Rana, Adam, J., MD1; Iorio, Richard, MD1, a; Healy, William, L., MD1

Clinical Orthopaedics and Related Research: February 2011 - Volume 469 - Issue 2 - p 355–361
doi: 10.1007/s11999-010-1526-y
Symposium: Papers Presented at the Hip Society Meetings 2010
Free
SDC

Background The introduction of new technology has increased the hospital cost of THA. Considering the impending epidemic of hip osteoarthritis in the United States, the projections of THA prevalence, and national cost-containment initiatives, we are concerned about the decreasing economic feasibility of hospitals providing THA.

Questions/purposes We compared the hospital cost, reimbursement, and profit/loss of THA over the 1990 to 2008 time period.

Methods We reviewed the hospital accounting records of 104 patients in 1990 and 269 patients in 2008 who underwent a unilateral primary THA. Hospital revenue, hospital expenses, and hospital profit (loss) for THA were evaluated and compared in 1990, 1995, and 2008.

Results From 1990 to 2008, hospital payment for primary THA increased 29% in actual dollars, whereas inflation increased 58%. Lahey Clinic converted a $3848 loss per case on Medicare fee for service, primary THA in 1990 to a $2486 profit per case in 1995 to a $2359 profit per case in 2008. This improvement was associated with a decrease in inflation-adjusted revenue from 1995 to 2008 and implementation of cost control programs that reduced hospital expenses.

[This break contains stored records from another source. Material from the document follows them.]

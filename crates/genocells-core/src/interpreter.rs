//! Single-cell instruction interpreter.
//!
//! [`step`] takes a copy of one alive cell, executes the instruction under its
//! program counter against the grid, and commits the updated cell back into the
//! grid at its (possibly new) coordinates. Every grid write goes through
//! [`Grid::set`].

use rand::RngCore;

use crate::cell::{Cell, Direction, FoodSource, SlotState};
use crate::genome::{Command, Instruction};
use crate::grid::Grid;
use crate::{CorpseStep, GenocellsConfig, clamp_channel, random_inclusive};

/// What happened during one interpreted step.
#[derive(Debug, Clone, Copy, Default, PartialEq, Eq)]
pub struct StepOutcome {
    /// Command that was executed, `None` when the cell was not alive.
    pub command: Option<Command>,
    /// A child was placed on the facing slot.
    pub born: bool,
    /// The acting cell became a corpse.
    pub died: bool,
    /// The facing neighbour died from this attack.
    pub killed: bool,
}

/// Execute one instruction for `cell` and commit the result into `grid`.
pub fn step(
    grid: &mut Grid,
    mut cell: Cell,
    config: &GenocellsConfig,
    rng: &mut dyn RngCore,
) -> StepOutcome {
    let mut outcome = StepOutcome::default();
    if !cell.is_alive() {
        return outcome;
    }

    let origin = (cell.x, cell.y);
    let (fx, fy) = grid.neighbor(cell.x, cell.y, cell.facing);
    let self_facing = (fx, fy) == origin;
    let start_energy = cell.energy;
    let front_state = grid.get(fx, fy).map_or(SlotState::Empty, |front| front.state);

    let mut next_pc = cell.pc + 1;
    let mut consumed = config.noop_cost;

    if let Some(instr) = cell.genome.get(cell.pc).copied() {
        outcome.command = Some(instr.command);
        match instr.command {
            Command::TurnLeft => {
                cell.facing = cell.facing.turned_left();
                consumed += config.turn_cost;
            }
            Command::TurnRight => {
                cell.facing = cell.facing.turned_right();
                consumed += config.turn_cost;
            }
            Command::MoveForwards => {
                consumed += config.movement_cost;
                if !self_facing {
                    consumed -= move_forwards(grid, &mut cell, (fx, fy), config);
                }
            }
            Command::SwapPlaces => {
                consumed += config.swap_cost;
                if !self_facing && let Some(front) = grid.get(fx, fy).cloned() {
                    grid.set(origin.0, origin.1, front);
                    cell.x = fx;
                    cell.y = fy;
                }
            }
            Command::Photosynthesis => {
                let mut gain = config.photosynthesis_energy;
                if cell.attack_count > cell.photosynthesis_count {
                    gain *= 0.5;
                }
                consumed -= gain;
                cell.photosynthesis_count = cell.photosynthesis_count.saturating_add(1);
            }
            Command::GiveEnergy => {
                if !self_facing
                    && let Some(mut front) = grid.get(fx, fy).filter(|c| c.is_alive()).cloned()
                {
                    let amount = f32::from(instr.e).min(cell.energy.max(0.0));
                    front.energy += amount;
                    grid.set(fx, fy, front);
                    consumed += amount;
                }
            }
            Command::AttackCell => {
                if start_energy >= config.attack_required_energy {
                    consumed += config.attack_required_energy;
                    if !self_facing {
                        let (net, killed) = attack(grid, &cell, instr, (fx, fy), config);
                        consumed -= net;
                        outcome.killed = killed;
                    }
                    cell.attack_count = cell.attack_count.saturating_add(1);
                }
            }
            Command::RecycleDeadCell => {
                if !self_facing
                    && let Some(residual) = grid
                        .get(fx, fy)
                        .filter(|c| c.is_corpse())
                        .map(|c| c.energy.max(0.0))
                {
                    grid.set(fx, fy, Cell::empty(fx, fy));
                    consumed -= residual;
                    cell.eating_dead_count = cell.eating_dead_count.saturating_add(1);
                }
            }
            Command::JmpIfFacingAlive => {
                next_pc = instr.branch(front_state == SlotState::Alive);
            }
            Command::JmpIfFacingDead => {
                next_pc = instr.branch(front_state == SlotState::Dead);
            }
            Command::JmpIfFacingVoid => {
                next_pc = instr.branch(front_state == SlotState::Empty);
            }
            Command::JmpIfFacingRelative => {
                let related = grid
                    .get(fx, fy)
                    .filter(|other| other.is_alive())
                    .is_some_and(|other| {
                        cell.genome.similarity(&other.genome, config.similarity) * 100.0
                            >= f32::from(instr.e)
                    });
                next_pc = instr.branch(related);
            }
            Command::CheckEnergy => {
                next_pc = instr.branch(start_energy >= f32::from(instr.e));
            }
            Command::CheckRotation => {
                next_pc = usize::from(instr.branches()[usize::from(cell.facing.index())]);
            }
            Command::MakeChild => {
                if start_energy >= config.reproduction_required_energy
                    && !self_facing
                    && let Some(inherited) = spawn_slot_energy(grid, (fx, fy), config)
                {
                    let child = spawn_child(&mut cell, instr, inherited, (fx, fy), config, rng);
                    grid.set(fx, fy, child);
                    outcome.born = true;
                }
            }
        }
    }

    cell.pc = next_pc % cell.genome.len().max(1);
    cell.energy -= consumed;

    if cell.age > config.cell_max_age || cell.energy <= 0.0 {
        cell.die(config.corpse_energy_fraction);
        outcome.died = true;
    }
    cell.age = cell.age.saturating_add(1);

    grid.set(cell.x, cell.y, cell);
    outcome
}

Reduction of length of stay and implant costs were the most important drivers of expense reduction. In addition, the managed Medicare patient subgroup reported a per case profit of only $650 in 2008.

Conclusions If hospital revenue for THA decreases to managed Medicare levels, it will be difficult to make a profit on THA. The use of technologic enhancements for THA add to the cost problem in this era of healthcare reform. Hospitals and surgeons should collaborate to deliver THA at a profit so it will be available to all patients. Government healthcare administrators and health insurance payers should provide adequate reimbursement for hospitals and surgeons to continue delivery of high-quality THAs.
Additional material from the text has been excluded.